The Nizkor Project: Remembering the Holocaust (Shoah)

Shofar FTP Archive File: people/e/eichmann.adolf/transcripts//Sessions/Session-036-06


Archive/File: people/e/eichmann.adolf/transcripts/Sessions/Session-036-06
Last-Modified: 1999/06/01

Q. And her daughter was forty days old?

A. Yes.

Q. And you continued to look after this daughter also?

A. I started to look for a place for all the children.

Q. Before this, one more thing: You told us about your
husband.  What happened to your brother?

A. About my brother's fate I know only that he was taken
from one camp to another.  After he had been in prison in
Florence for three months, they - both my sister-in-law and
my brother - were transferred to camps.  They were both, for
a certain time, in Auschwitz, and they even managed to
exchange some words in writing; he would send a note to her,
and once she sent a note to him.  Afterwards they were
separated.  She was sent to Bergen-Belsen and finally to
Theresienstadt, and there she was liberated.  She reached
this country in 1945.  It is from her that I heard many of
the details I have just told you.  Later she was herself
killed by Arabs in the convoy that went up to Mount Scopus
in 1948.

Of my brother's fate we only know that he was taken from one
camp to another and that, in the end, he was in a camp of
which one part was apparently in Russian hands and another
part in American hands.  People who came out of there and
were liberated by the Americans gave us information about
him, about the final days, but since then we have heard
nothing more to this day.

Q. When you remained with the children, after the arrest of
your husband, your brother and your sister-in-law, where did
you go?

A. I knew that my mother-in-law, who had been living in the
North of Italy before, had meanwhile moved closer to us and
was in Florence.  I also knew, vaguely, in which monastery
she was staying with her two daughters.  And here I had some
luck and I managed to get to her, to the monastery in which
she was now living.  And I entered the same monastery.

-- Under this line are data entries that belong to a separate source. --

//! Emulation profile
//!
//! A profile is a TOML document made of `[SECTION]` tables holding scalar
//! values. The core only consumes its lookup contract: sections by name and
//! keys inside a section, both matched case-insensitively. Values are kept
//! as strings; typed accessors parse on demand.
//!
//! ```toml
//! [SYSTEM]
//! permission = "root"
//!
//! [REGISTRY]
//! "HKEY_LOCAL_MACHINE\\Software\\Vendor\\Name" = "value"
//! ```

use std::collections::BTreeMap;
use std::path::Path;

use crate::error::{EmuError, Result};

/// Built-in Windows defaults merged under every user profile
const DEFAULT_WINDOWS_PROFILE: &str = r#"
[OS32]
heap_address = "0x05000000"
heap_size = "0x05000000"
stack_address = "0xfffdd000"
stack_size = "0x21000"

[OS64]
heap_address = "0x500000000"
heap_size = "0x5000000"
stack_address = "0x7ffffffde000"
stack_size = "0x40000"

[SYSTEM]
permission = "root"
computername = "EMULATED-PC"
username = "User"

[REGISTRY]
"#;

/// One `[SECTION]` of a profile
#[derive(Debug, Clone, Default, PartialEq, Eq)]
pub struct ProfileSection {
    name: String,
    // folded key -> (original key, value)
    entries: BTreeMap<String, (String, String)>,
}

impl ProfileSection {
    pub fn new(name: impl Into<String>) -> Self {
        Self {
            name: name.into(),
            entries: BTreeMap::new(),
        }
    }

    pub fn name(&self) -> &str {
        &self.name
    }

    /// Case-insensitive lookup
    pub fn get(&self, key: &str) -> Option<&str> {
        self.entries.get(&fold(key)).map(|(_, v)| v.as_str())
    }

    pub fn contains_key(&self, key: &str) -> bool {
        self.entries.contains_key(&fold(key))
    }

    /// Keys in their original spelling
    pub fn keys(&self) -> impl Iterator<Item = &str> {
        self.entries.values().map(|(k, _)| k.as_str())
    }

    pub fn iter(&self) -> impl Iterator<Item = (&str, &str)> {
        self.entries.values().map(|(k, v)| (k.as_str(), v.as_str()))
    }

    pub fn insert(&mut self, key: impl Into<String>, value: impl Into<String>) {
        let key = key.into();
        self.entries.insert(fold(&key), (key, value.into()));
    }

    pub fn len(&self) -> usize {
        self.entries.len()
    }

    pub fn is_empty(&self) -> bool {
        self.entries.is_empty()
    }

    /// Integer value, decimal or `0x`-prefixed hex
    pub fn get_int(&self, key: &str) -> Result<Option<u64>> {
        self.get(key).map(|raw| parse_int(raw)).transpose()
    }

    pub fn get_bool(&self, key: &str) -> Option<bool> {
        self.get(key).map(|raw| {
            matches!(raw.to_ascii_lowercase().as_str(), "true" | "yes" | "on" | "1")
        })
    }
}

/// A whole profile
#[derive(Debug, Clone, Default, PartialEq, Eq)]
pub struct Profile {
    sections: BTreeMap<String, ProfileSection>,
}

impl Profile {
    pub fn new() -> Self {
        Self::default()
    }

    /// The built-in Windows defaults
    pub fn windows_default() -> Self {
        // the embedded document is static and known to parse
        Self::from_toml(DEFAULT_WINDOWS_PROFILE).unwrap_or_default()
    }

    /// Parse a TOML document
    pub fn from_toml(text: &str) -> Result<Self> {
        let doc: BTreeMap<String, toml::Value> =
            toml::from_str(text).map_err(|e| EmuError::Profile(format!("TOML parse error: {e}")))?;

        let mut profile = Profile::new();
        for (name, value) in doc {
            let toml::Value::Table(table) = value else {
                return Err(EmuError::Profile(format!(
                    "top-level key '{name}' is not a section"
                )));
            };
            let section = profile.section_mut(&name);
            for (key, value) in table {
                section.insert(key.clone(), scalar_to_string(&name, &key, value)?);
            }
        }
        Ok(profile)
    }

    /// Defaults overlaid with the document at `path`
    pub fn from_file(path: impl AsRef<Path>) -> Result<Self> {
        let path = path.as_ref();
        let text = std::fs::read_to_string(path)
            .map_err(|e| EmuError::Profile(format!("{}: {e}", path.display())))?;
        Self::load(&text)
    }

    /// Defaults overlaid with a TOML document
    pub fn load(text: &str) -> Result<Self> {
        let mut profile = Self::windows_default();
        profile.merge(Self::from_toml(text)?);
        tracing::debug!("loaded profile with {} sections", profile.sections.len());
        Ok(profile)
    }

    /// Overlay `other`; its keys win
    pub fn merge(&mut self, other: Profile) {
        for (_, section) in other.sections {
            let target = self.section_mut(&section.name);
            for (_, (key, value)) in section.entries {
                target.insert(key, value);
            }
        }
    }

    /// Case-insensitive section lookup
    pub fn section(&self, name: &str) -> Option<&ProfileSection> {
        self.sections.get(&fold(name))
    }

    /// Section by name, created empty if absent
    pub fn section_mut(&mut self, name: &str) -> &mut ProfileSection {
        self.sections
            .entry(fold(name))
            .or_insert_with(|| ProfileSection::new(name))
    }

    /// Shorthand for `section(section)?.get(key)`
    pub fn get(&self, section: &str, key: &str) -> Option<&str> {
        self.section(section).and_then(|s| s.get(key))
    }

    pub fn sections(&self) -> impl Iterator<Item = &ProfileSection> {
        self.sections.values()
    }
}

fn fold(key: &str) -> String {
    key.to_lowercase()
}

fn scalar_to_string(section: &str, key: &str, value: toml::Value) -> Result<String> {
    match value {
        toml::Value::String(s) => Ok(s),
        toml::Value::Integer(i) => Ok(i.to_string()),
        toml::Value::Float(f) => Ok(f.to_string()),
        toml::Value::Boolean(b) => Ok(b.to_string()),
        toml::Value::Datetime(d) => Ok(d.to_string()),
        toml::Value::Array(_) | toml::Value::Table(_) => Err(EmuError::Profile(format!(
            "[{section}] {key}: only scalar values are supported"
        ))),
    }
}

/// Parse decimal or `0x`-prefixed hexadecimal
pub fn parse_int(raw: &str) -> Result<u64> {
    let raw = raw.trim();
    let parsed = match raw.strip_prefix("0x").or_else(|| raw.strip_prefix("0X")) {
        Some(hex) => u64::from_str_radix(&hex.replace('_', ""), 16),
        None => raw.replace('_', "").parse::<u64>(),
    };
    parsed.map_err(|e| EmuError::Profile(format!("'{raw}' is not an integer: {e}")))
}

#[cfg(test)]
mod tests {
    use super::*;

    #[test]
    fn test_defaults_present() {
        let profile = Profile::windows_default();
        assert_eq!(profile.get("SYSTEM", "permission"), Some("root"));
        let os32 = profile.section("os32").unwrap();
        assert_eq!(os32.get_int("stack_address").unwrap(), Some(0xfffd_d000));
        assert!(profile.section("REGISTRY").unwrap().is_empty());
    }

    #[test]
    fn test_case_insensitive_lookup() {
        let profile = Profile::load(
            r#"
            [Registry]
            "HKEY_LOCAL_MACHINE\\Software\\X\\Name" = "profiled"
            "#,
        )
        .unwrap();
        let reg = profile.section("REGISTRY").unwrap();
        assert_eq!(reg.get("hkey_local_machine\\software\\x\\name"), Some("profiled"));
        assert_eq!(
            reg.keys().collect::<Vec<_>>(),
            vec!["HKEY_LOCAL_MACHINE\\Software\\X\\Name"]
        );
    }

    #[test]
    fn test_user_profile_overrides_defaults() {
        let profile = Profile::load("[SYSTEM]\npermission = \"user\"\n").unwrap();
        assert_eq!(profile.get("system", "PERMISSION"), Some("user"));
        // untouched defaults survive the merge
        assert_eq!(profile.get("SYSTEM", "username"), Some("User"));
    }

    #[test]
    fn test_scalar_normalisation() {
        let profile = Profile::from_toml("[A]\nn = 16\nflag = true\n").unwrap();
        let a = profile.section("A").unwrap();
        assert_eq!(a.get("n"), Some("16"));
        assert_eq!(a.get_bool("flag"), Some(true));
        assert!(Profile::from_toml("[A]\nlist = [1, 2]\n").is_err());
        assert!(Profile::from_toml("loose = 1\n").is_err());
    }

    #[test]
    fn test_parse_int() {
        assert_eq!(parse_int("0x7ffffffde000").unwrap(), 0x7fff_fffd_e000);
        assert_eq!(parse_int("4096").unwrap(), 4096);
        assert!(parse_int("nope").is_err());
    }
}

Q. Did they know in this monastery that you were Jews?

A. Again, only the Mother Superior knew.  And then I started
worrying about the children again, and I really think that
this was important.

Q. Was it dangerous to let the other nuns, other people,
know that you were Jews?

A. Of course there was danger, and it also came about.

Q. Was there a special reason for this in that monastery?

A. Yes.  Among the boarders there were two women, mother and
daughter, who were hiding for a completely different reason
from ours: They were Fascists, known as Fascists in the
town.  They were hiding from the revenge of the partisans.

Q. Were you together with them in the same monastery?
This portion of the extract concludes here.